Figure 2. Protein analysis of sensitive and resistant cell lines

A, Cell lines were analyzed by 52 validated antibodies in a reverse phase protein array (RPPA). Protein levels were quantified and arranged in a heat map, red indicating high expression, black median and green low expression. B, Analysis of expression of components of the PI-3-kinase/Akt pathway and correlation with in vivo antitumor response. The lower panel shows a plot of phospho-Akt levels against in vivo antitumor response. C, Levels of c-Myc and cyclin B proteins showing differences between sensitive and resistant cell lines. * p < 0.05

Figure 3. Signaling and clonogenic potential of HCT-116 H- Ras construct cells

A, Measurement of cellular PI3-kinase activity and Raf actvation by on the left Western blot analysis using phospho-Ser⁴⁷³-Akt and phospho-Ser³³⁸-Raf The panel on the right showns densiometric data from the blots. B, On the left Western blot analysis for cellular cyclin B and c-Myc normalized against actin The panel on the right showns densiometric data from the blots.. C, Colony formation assay performed on H-Ras construct HCT-116 cells treated with 0.5 μM PX-866. * p<0.05 compared to wild type cells.

Figure 4. Apoptosis and in vivo effects of PX-866 on HCT-116 H- Ras construct cells

A. Trypan blue and flow cytometry analysis of annexin positive cells treated with 0.5 μM PX-866. * p<0.05 compared to wild type cells. B, Comparison of final volumes of vehicle (white bars) or PX-866 (black bars) treated tumors, * p<0.05 of treated compared to control.

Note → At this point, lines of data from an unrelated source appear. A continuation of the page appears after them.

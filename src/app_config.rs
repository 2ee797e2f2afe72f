//! Application configuration from file and environment variables
//!
//! Configuration is loaded with the following priority (highest to lowest):
//! 1. Environment variables (prefixed with FLAGSTAFF_)
//! 2. Config file (config.toml)
//! 3. Default values
//!
//! Secrets like the database and Redis URLs are read from plain environment
//! variables (DATABASE_URL, REDIS_URL), not from the config file.

use config::{Config, ConfigError, Environment, File};
use once_cell::sync::Lazy;
use serde::{Deserialize, Serialize};
use std::sync::RwLock;

/// Global application configuration
pub static APP_CONFIG: Lazy<RwLock<AppConfig>> = Lazy::new(|| {
    RwLock::new(AppConfig::load().unwrap_or_else(|e| {
        log::warn!("Failed to load config file, using defaults: {}", e);
        AppConfig::default()
    }))
});

/// HTTP server configuration
#[derive(Debug, Clone, Serialize, Deserialize)]
#[serde(default)]
pub struct ServerConfig {
    /// Bind address for the HTTP listener
    pub bind: String,
}

impl Default for ServerConfig {
    fn default() -> Self {
        Self {
            bind: "0.0.0.0:8080".to_string(),
        }
    }
}

/// Database pool configuration
#[derive(Debug, Clone, Serialize, Deserialize)]
#[serde(default)]
pub struct DatabaseConfig {
    /// Maximum connections in the pool
    pub max_connections: u32,
    /// Minimum idle connections kept open
    pub min_connections: u32,
    /// Connection acquisition timeout in seconds
    pub connect_timeout_seconds: u64,
    /// Idle connection reap timeout in seconds
    pub idle_timeout_seconds: u64,
}

impl Default for DatabaseConfig {
    fn default() -> Self {
        Self {
            max_connections: 10,
            min_connections: 1,
            connect_timeout_seconds: 5,
            idle_timeout_seconds: 300,
        }
    }
}

/// Flag page cache configuration
#[derive(Debug, Clone, Serialize, Deserialize)]
#[serde(default)]
pub struct CacheConfig {
    /// Key prefix for cached flag pages
    pub key_prefix: String,
    /// Time-to-live for cached flag pages, in seconds
    pub ttl_seconds: u64,
    /// Upper bound on any single cache command, in milliseconds.
    /// A command that exceeds this is treated as a miss.
    pub command_timeout_ms: u64,
}

impl Default for CacheConfig {
    fn default() -> Self {
        Self {
            key_prefix: "features".to_string(),
            ttl_seconds: 30,
            command_timeout_ms: 1000,
        }
    }
}

/// Pagination limits configuration
#[derive(Debug, Clone, Serialize, Deserialize)]
#[serde(default)]
pub struct LimitsConfig {
    /// Flags per page (default)
    pub default_page_size: u64,
    /// Maximum flags per page a caller may request
    pub max_page_size: u64,
}

impl Default for LimitsConfig {
    fn default() -> Self {
        Self {
            default_page_size: 20,
            max_page_size: 100,
        }
    }
}

/// Main application configuration
#[derive(Debug, Clone, Serialize, Deserialize, Default)]
#[serde(default)]
pub struct AppConfig {
    pub server: ServerConfig,
    pub database: DatabaseConfig,
    pub cache: CacheConfig,
    pub limits: LimitsConfig,
}

impl AppConfig {
    /// Load configuration from file and environment variables
    pub fn load() -> Result<Self, ConfigError> {
        Self::load_from_path("config.toml")
    }

    /// Load configuration from a specific path
    pub fn load_from_path(path: &str) -> Result<Self, ConfigError> {
        use config::FileFormat;

        let config = Config::builder()
            // Start with defaults
            .add_source(config::Config::try_from(&AppConfig::default())?)
            // Add config file (optional)
            .add_source(File::new(path, FileFormat::Toml).required(false))
            // Override with environment variables (FLAGSTAFF_ prefix)
            // e.g., FLAGSTAFF_SERVER_BIND
            .add_source(
                Environment::with_prefix("FLAGSTAFF")
                    .separator("_")
                    .try_parsing(true),
            )
            .build()?;

        config.try_deserialize()
    }

    /// Reload configuration from file
    pub fn reload() -> Result<(), ConfigError> {
        let new_config = Self::load()?;
        if let Ok(mut config) = APP_CONFIG.write() {
            *config = new_config;
            log::info!("Configuration reloaded");
        }
        Ok(())
    }
}

/// Initialize application configuration
///
/// This triggers the lazy loading of the config file and logs the result.
/// Should be called early in application startup.
pub fn init() {
    let config = APP_CONFIG.read().unwrap();
    log::info!(
        "Configuration loaded: server.bind = {}, cache.ttl_seconds = {}",
        config.server.bind,
        config.cache.ttl_seconds
    );
}

// Convenience functions for accessing global config

/// Get the current application configuration
pub fn get_config() -> AppConfig {
    APP_CONFIG.read().map(|c| c.clone()).unwrap_or_default()
}

/// Get server configuration
pub fn server() -> ServerConfig {
    get_config().server
}

/// Get database pool configuration
pub fn database() -> DatabaseConfig {
    get_config().database
}

/// Get cache configuration
pub fn cache() -> CacheConfig {
    get_config().cache
}

/// Get pagination limits configuration
pub fn limits() -> LimitsConfig {
    get_config().limits
}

Figure 5. Signaling in resistant and sensitive lines

Diagram showing the interactions of the cell signaling studied in sensitive and resistant lines. Signaling in PX-866 sensitive tumors comes from an increased reliance on the PI-3-kinase pathway, arising from aberrant activation through growth factors (GF) or mutated components of the pathway itself (*). Tumors with an activated Ras protein show a minimal response to inhibition of the PI-3-kinase pathway due to a shared reliance on alternate signaling pathways including the Raf and RalGDS pathways.